Public Comments Requested: Proposal to Adopt ABA Model Rule 8.4(g) in New York’s Rules of Professional Conduct
The Administrative Board of the Courts is seeking public comment on a proposal to adopt ABA Model Rule 8.4(g) to replace Rule 8.4(g) of the New York Rules of Professional Conduct (22 NYCRR Part 1200, Rule 8.4(g)).
Some other jurisdictions, such as Vermont, New Mexico, and Maine, have adopted rules similar to ABA Model Rule 8.4(g).
The current rule presents a bit of a grey area for lawyers who concentrate in legal ethics. In his book “Simon’s New York Rules of Professional Conduct Annotated,” Professor Roy Simon, chair of the Committee on Standards of Attorney Conduct (COSAC), writes, “Although Rule 8.4(g) does not expressly state that a complainant must exhaust administrative and judicial remedies before filing a discrimination complaint with a grievance committee, that is how the rule operates on a practical level.”

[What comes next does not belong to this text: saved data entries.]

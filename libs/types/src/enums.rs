//! Small closed-world enums shared across entities (§3).

use serde::{Deserialize, Serialize};

/// Broad category of the traded instrument. Determines which market-data
/// provider and which trading-hours gate apply.
#[derive(Debug, Clone, Copy, PartialEq, Eq, Hash, Serialize, Deserialize)]
#[serde(rename_all = "snake_case")]
pub enum AssetClass {
    Crypto,
    Equity,
    Forex,
    Commodity,
    Index,
}

/// The direction requested on an order: what the agent asked for.
#[derive(Debug, Clone, Copy, PartialEq, Eq, Hash, Serialize, Deserialize)]
#[serde(rename_all = "lowercase")]
pub enum OrderSide {
    Buy,
    Sell,
}

/// The direction of an open CFD exposure, canonicalized from `OrderSide` at
/// open time (`buy -> long`, `sell -> short`).
#[derive(Debug, Clone, Copy, PartialEq, Eq, Hash, Serialize, Deserialize)]
#[serde(rename_all = "lowercase")]
pub enum PositionSide {
    Long,
    Short,
}

impl From<OrderSide> for PositionSide {
    fn from(side: OrderSide) -> Self {
        match side {
            OrderSide::Buy => PositionSide::Long,
            OrderSide::Sell => PositionSide::Short,
        }
    }
}

impl PositionSide {
    /// The order side that would close a position of this side.
    pub fn closing_order_side(self) -> OrderSide {
        match self {
            PositionSide::Long => OrderSide::Sell,
            PositionSide::Short => OrderSide::Buy,
        }
    }
}

/// Only `Market` is implemented (§3); `Limit` is modeled so the wire
/// grammar and data model are forward-compatible, but the trading engine
/// rejects it today.
#[derive(Debug, Clone, Copy, PartialEq, Eq, Hash, Serialize, Deserialize)]
#[serde(rename_all = "lowercase")]
pub enum OrderType {
    Market,
    Limit,
}

/// What an order intends to do to a participant's position set.
#[derive(Debug, Clone, Copy, PartialEq, Eq, Hash, Serialize, Deserialize)]
#[serde(rename_all = "lowercase")]
pub enum OrderAction {
    Open,
    Close,
    Increase,
    Decrease,
}

#[derive(Debug, Clone, Copy, PartialEq, Eq, Hash, Serialize, Deserialize)]
#[serde(rename_all = "lowercase")]
pub enum OrderStatus {
    Pending,
    Executed,
    Rejected,
    Cancelled,
}

/// What a trade record represents; mirrors `OrderAction` but is attached to
/// the already-executed accounting entry.
#[derive(Debug, Clone, Copy, PartialEq, Eq, Hash, Serialize, Deserialize)]
#[serde(rename_all = "lowercase")]
pub enum TradeAction {
    Open,
    Close,
    Increase,
    Decrease,
}

#[derive(Debug, Clone, Copy, PartialEq, Eq, Hash, Serialize, Deserialize)]
#[serde(rename_all = "lowercase")]
pub enum ParticipantStatus {
    Active,
    Liquidated,
    Disqualified,
}

#[derive(Debug, Clone, Copy, PartialEq, Eq, Hash, Serialize, Deserialize)]
#[serde(rename_all = "lowercase")]
pub enum CompetitionStatus {
    Pending,
    Active,
    Completed,
    Cancelled,
}

#[derive(Debug, Clone, Copy, PartialEq, Eq, Hash, Serialize, Deserialize)]
#[serde(rename_all = "snake_case")]
pub enum InvocationStatus {
    Pending,
    Success,
    Timeout,
    Error,
    InvalidResponse,
}

#[cfg(test)]
mod tests {
    use super::*;

    #[test]
    fn order_side_canonicalizes_to_position_side() {
        assert_eq!(PositionSide::from(OrderSide::Buy), PositionSide::Long);
        assert_eq!(PositionSide::from(OrderSide::Sell), PositionSide::Short);
    }

    #[test]
    fn closing_side_is_the_opposite_of_the_position() {
        assert_eq!(PositionSide::Long.closing_order_side(), OrderSide::Sell);
        assert_eq!(PositionSide::Short.closing_order_side(), OrderSide::Buy);
    }

    #[test]
    fn invocation_status_serializes_snake_case() {
        let s = serde_json::to_string(&InvocationStatus::InvalidResponse).unwrap();
        assert_eq!(s, "\"invalid_response\"");
    }
}
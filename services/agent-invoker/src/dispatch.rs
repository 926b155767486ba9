//! Turns a parsed [`DecisionReply`] into executed/rejected orders (§4.5, §6.1).
//!
//! Each [`crate::parser::OrderSpec`] is converted into an `Order` and driven
//! through `trading_engine::process` one at a time, in the order the agent
//! listed them, so that an early close can free margin an later-listed open
//! in the same reply depends on.

use chrono::{DateTime, Utc};
use market_data::MarketDataProvider;
use rust_decimal::Decimal;
use types::competition::Competition;
use types::enums::{AssetClass, OrderAction, OrderSide};
use types::ids::{InvocationId, ParticipantId, PositionId, Symbol};
use types::invocation::OrderExecutionResult;
use types::numeric::Quantity;
use types::order::{ExitPlan, Order};
use types::participant::Participant;
use types::portfolio::Portfolio;
use types::position::Position;

use crate::parser::{ExitPlanSpec, OrderSpec};

#[derive(Debug, Clone, thiserror::Error)]
pub enum OrderSpecError {
    #[error("unknown order action {0:?}")]
    UnknownAction(String),
    #[error("unknown order side {0:?}")]
    UnknownSide(String),
    #[error("position_id {0:?} is not a valid identifier")]
    MalformedPositionId(String),
}

fn parse_action(raw: &str) -> Result<OrderAction, OrderSpecError> {
    match raw.to_ascii_lowercase().as_str() {
        "open" => Ok(OrderAction::Open),
        "close" => Ok(OrderAction::Close),
        "increase" => Ok(OrderAction::Increase),
        "decrease" => Ok(OrderAction::Decrease),
        other => Err(OrderSpecError::UnknownAction(other.to_string())),
    }
}

fn parse_side(raw: &str) -> Result<OrderSide, OrderSpecError> {
    match raw.to_ascii_lowercase().as_str() {
        "buy" | "long" => Ok(OrderSide::Buy),
        "sell" | "short" => Ok(OrderSide::Sell),
        other => Err(OrderSpecError::UnknownSide(other.to_string())),
    }
}

fn parse_position_id(raw: &str) -> Result<PositionId, OrderSpecError> {
    uuid::Uuid::parse_str(raw)
        .map(PositionId::from_uuid)
        .map_err(|_| OrderSpecError::MalformedPositionId(raw.to_string()))
}

fn convert_exit_plan(spec: ExitPlanSpec) -> ExitPlan {
    ExitPlan {
        profit_target: spec.profit_target.map(types::numeric::Price::new),
        stop_loss: spec.stop_loss.map(types::numeric::Price::new),
        invalidation: spec.invalidation,
    }
}

/// Build an `Order` from the agent's raw spec. A malformed action/side/
/// position-id string is not a Rust error for the caller: it is turned into
/// an already-`Rejected` order, matching §7's "unparseable fields reject the
/// order, not the invocation" stance.
fn build_order(
    spec: OrderSpec,
    participant_id: ParticipantId,
    invocation_id: InvocationId,
    now: DateTime<Utc>,
) -> Order {
    let symbol = Symbol::new(spec.symbol.clone());
    let exit_plan = spec.exit_plan.map(convert_exit_plan);

    let parsed = (|| -> Result<Order, OrderSpecError> {
        let action = parse_action(&spec.action)?;
        let side = spec.side.as_deref().map(parse_side).transpose()?;
        let position_id = spec.position_id.as_deref().map(parse_position_id).transpose()?;
        Ok(Order::new_pending(
            participant_id,
            invocation_id,
            symbol.clone(),
            AssetClass::Crypto,
            action,
            side,
            spec.quantity.map(Quantity::new),
            spec.leverage,
            position_id,
            exit_plan.clone(),
            now,
        ))
    })();

    match parsed {
        Ok(order) => order,
        Err(e) => {
            let mut order = Order::new_pending(
                participant_id,
                invocation_id,
                symbol,
                AssetClass::Crypto,
                OrderAction::Open,
                None,
                spec.quantity.map(Quantity::new),
                spec.leverage,
                None,
                exit_plan,
                now,
            );
            order.reject(e.to_string(), now);
            order
        }
    }
}

/// Close-order correction (§4.5, §6.1): if `order` names a `position_id`,
/// the stored position is authoritative. Its symbol always replaces the
/// agent's; its side/quantity only fill in what the agent left unset — if
/// the agent omitted `side` it becomes the opposite of the position's side,
/// and if it omitted `quantity` it becomes the position's own quantity.
/// `trading_engine::executor::execute_close` enforces the symbol/price
/// resolution independently; doing it here too means a rejected-before-
/// execution order (e.g. for insufficient margin on a close — impossible
/// today, but kept for robustness) still records the corrected fields
/// rather than the agent's.
fn apply_close_symbol_correction(order: &mut Order, positions: &[Position]) {
    if order.action != OrderAction::Close {
        return;
    }
    let Some(position_id) = order.position_id else { return };
    let Some(position) = positions.iter().find(|p| p.id == position_id) else { return };
    order.symbol = position.symbol.clone();
    order.asset_class = position.asset_class;
    order.side = order.side.or(Some(position.side.closing_order_side()));
    order.quantity = order.quantity.or(Some(position.quantity));
}

/// Drive one proposed order end to end: convert, correct, validate, execute.
/// Never returns an `Err` for business-rule failures — those are recorded as
/// a rejected `Order` and reflected in the returned [`OrderExecutionResult`].
#[allow(clippy::too_many_arguments)]
pub async fn dispatch_order(
    spec: OrderSpec,
    participant: &mut Participant,
    invocation_id: InvocationId,
    competition: &Competition,
    portfolio: &mut Portfolio,
    positions: &mut Vec<Position>,
    provider: &dyn MarketDataProvider,
    now: DateTime<Utc>,
) -> (Order, OrderExecutionResult, Option<types::trade::Trade>) {
    let mut order = build_order(spec, participant.id, invocation_id, now);

    if order.status == types::enums::OrderStatus::Rejected {
        let result = OrderExecutionResult {
            order_id: order.id,
            validation_passed: false,
            rejection_reason: order.rejection_reason.clone(),
            status: order.status,
            executed_price: None,
        };
        return (order, result, None);
    }

    apply_close_symbol_correction(&mut order, positions);

    let trade = trading_engine::process(&mut order, participant, competition, portfolio, positions, provider, now).await;

    let result = OrderExecutionResult {
        order_id: order.id,
        validation_passed: order.status == types::enums::OrderStatus::Executed,
        rejection_reason: order.rejection_reason.clone(),
        status: order.status,
        executed_price: order.executed_price,
    };
    (order, result, trade)
}

pub fn sum_confidence(values: &[Decimal]) -> Decimal {
    values.iter().copied().sum()
}
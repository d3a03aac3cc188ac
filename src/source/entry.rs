//! The data types shared by the fetch client, the feed store and the UI.
//!
//! A [`FeedEntry`] is a tagged variant over every kind of content the
//! dashboard can show.  There is only one kind today ([`Post`]) but the
//! render and click paths dispatch on the tag, so adding a source means
//! adding a variant rather than touching the loops.
//!
//! ## For contributors
//!
//! To add a new kind of entry:
//!
//! 1. Add a variant to [`FeedEntry`] carrying the source's own struct.
//! 2. Extend each accessor `match` on `FeedEntry` below; the compiler will
//!    point at every one.
//! 3. Give the variant its colours in `entry_style` in `ui.rs`.

use chrono::{DateTime, Utc};
use serde::Deserialize;

/// Host used to build canonical permalinks.
pub const PERMALINK_HOST: &str = "www.twitter.com";

/// A post author, joined into each post from the response's user expansion.
#[derive(Debug, Clone, PartialEq, Eq, Deserialize)]
pub struct Author {
    pub id: String,
    pub name: String,
    /// The `@handle`, without the `@`.
    pub username: String,
}

/// A single social-media post with its author already resolved.
#[derive(Debug, Clone, PartialEq, Eq)]
pub struct Post {
    pub id: String,
    pub text: String,
    pub created_at: DateTime<Utc>,
    pub author: Author,
    /// Canonical permalink, see [`permalink`].
    pub url: String,
}

impl Post {
    pub fn new(id: String, text: String, created_at: DateTime<Utc>, author: Author) -> Self {
        let url = permalink(&author.username, &id);
        Self {
            id,
            text,
            created_at,
            author,
            url,
        }
    }
}

/// One displayable unit in the feed.
#[derive(Debug, Clone, PartialEq, Eq)]
pub enum FeedEntry {
    Twitter(Post),
}

impl FeedEntry {
    /// Short label rendered in brackets at the start of each row.
    pub fn source_tag(&self) -> &'static str {
        match self {
            FeedEntry::Twitter(_) => "Twitter",
        }
    }

    pub fn id(&self) -> &str {
        match self {
            FeedEntry::Twitter(post) => &post.id,
        }
    }

    pub fn url(&self) -> &str {
        match self {
            FeedEntry::Twitter(post) => &post.url,
        }
    }

    pub fn created_at(&self) -> DateTime<Utc> {
        match self {
            FeedEntry::Twitter(post) => post.created_at,
        }
    }

    pub fn author_handle(&self) -> &str {
        match self {
            FeedEntry::Twitter(post) => &post.author.username,
        }
    }

    pub fn text(&self) -> &str {
        match self {
            FeedEntry::Twitter(post) => &post.text,
        }
    }

    /// Return the entry with every line break in its body collapsed into a
    /// single space.
    pub fn normalized(self) -> Self {
        match self {
            FeedEntry::Twitter(mut post) => {
                post.text = collapse_line_breaks(&post.text);
                FeedEntry::Twitter(post)
            }
        }
    }
}

/// `https://<host>/<handle>/status/<id>`
pub fn permalink(handle: &str, id: &str) -> String {
    format!("https://{PERMALINK_HOST}/{handle}/status/{id}")
}

/// Replace each line break (`\r\n`, `\n` or `\r`) with one space.
pub fn collapse_line_breaks(text: &str) -> String {
    text.replace("\r\n", " ").replace(['\n', '\r'], " ")
}

#[cfg(test)]
mod tests {
    use super::*;
    use chrono::TimeZone;

    fn author() -> Author {
        Author {
            id: "42".into(),
            name: "Ferris".into(),
            username: "ferris".into(),
        }
    }

    #[test]
    fn permalink_uses_handle_and_id() {
        assert_eq!(
            permalink("ferris", "1234"),
            "https://www.twitter.com/ferris/status/1234"
        );
    }

    #[test]
    fn new_post_derives_url() {
        let ts = Utc.with_ymd_and_hms(2024, 1, 1, 0, 0, 0).unwrap();
        let post = Post::new("99".into(), "hi".into(), ts, author());
        assert_eq!(post.url, "https://www.twitter.com/ferris/status/99");
    }

    #[test]
    fn accessors_dispatch_on_variant() {
        let ts = Utc.with_ymd_and_hms(2024, 1, 1, 0, 0, 0).unwrap();
        let entry = FeedEntry::Twitter(Post::new("7".into(), "body".into(), ts, author()));
        assert_eq!(entry.source_tag(), "Twitter");
        assert_eq!(entry.id(), "7");
        assert_eq!(entry.author_handle(), "ferris");
        assert_eq!(entry.text(), "body");
        assert_eq!(entry.created_at(), ts);
        assert!(entry.url().ends_with("/ferris/status/7"));
    }

    #[test]
    fn line_breaks_become_single_spaces() {
        assert_eq!(collapse_line_breaks("a\nb"), "a b");
        assert_eq!(collapse_line_breaks("a\r\nb"), "a b");
        assert_eq!(collapse_line_breaks("a\rb\n\nc"), "a b  c");
        assert_eq!(collapse_line_breaks("no breaks"), "no breaks");
    }

    #[test]
    fn normalized_rewrites_body_only() {
        let ts = Utc.with_ymd_and_hms(2024, 1, 1, 0, 0, 0).unwrap();
        let entry = FeedEntry::Twitter(Post::new("1".into(), "line\nbreak".into(), ts, author()))
            .normalized();
        assert_eq!(entry.text(), "line break");
        assert_eq!(entry.id(), "1");
    }
}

“The Office of Court Administration has recognized the importance of combatting discrimination and harassment in the legal profession and has identified various flaws in New York’s existing version of Rule 8.4(g),” said Professor Roy Simon. “COSAC has been hard at work considering possible amendments to existing Rule 8.4(g). In October 2020, COSAC circulated ABA Model Rule 8.4(g) to NYSBA section and committee chairs (and others) and received many suggestions for improving ABA Model Rule 8.4(g).”
COSAC has been actively working with experts on employment discrimination and constitutional law to develop a proposal that will squarely address discrimination and harassment in the legal profession and will also remedy the problems with both New York’s existing rule and the ABA Model Rule, said Simon. COSAC looks forward to presenting an alternative proposal to the Association, and ultimately to the Courts, in the coming months.
The ABA Model Rule 8.4(g), adopted by the ABA House of Delegates in August 2016, states that it is “professional misconduct for a lawyer to engage in conduct that the lawyer knows or reasonably should know is harassment or discrimination” on the basis of “race, sex, religion, national origin, ethnicity, disability, age, sexual orientation, gender identity, marital status or socioeconomic status,” though it does not preclude legitimate advice or advocacy consistent with the Rules of Professional Conduct (Ex. AABA Formal Opinion 493, p. 5). The conduct addressed by Rule 8.4(g) harms the legal system and the administration of justice.
Under the Model Rule, harassment and discrimination in practice-related settings beyond the courtroom (such as bar association functions or law firm events) and beyond the employment context (such as interactions between lawyers at different firms) are also prohibited.
Persons wishing to comment on the proposal should e-mail their submissions to [email protected] or write to: Eileen D. Millett, Esq., Counsel, Office of Court Administration, 25 Beaver Street, 11th Fl., New York, New York, 10004. Comments must be received no later than June 18, 2021.
All public comments will be treated as available for disclosure under the Freedom of Information Law and are subject to publication by the Office of Court Administration. Issuance of a proposal for public comment should not be interpreted as an endorsement of that proposal by the Unified Court System or the Office of Court Administration.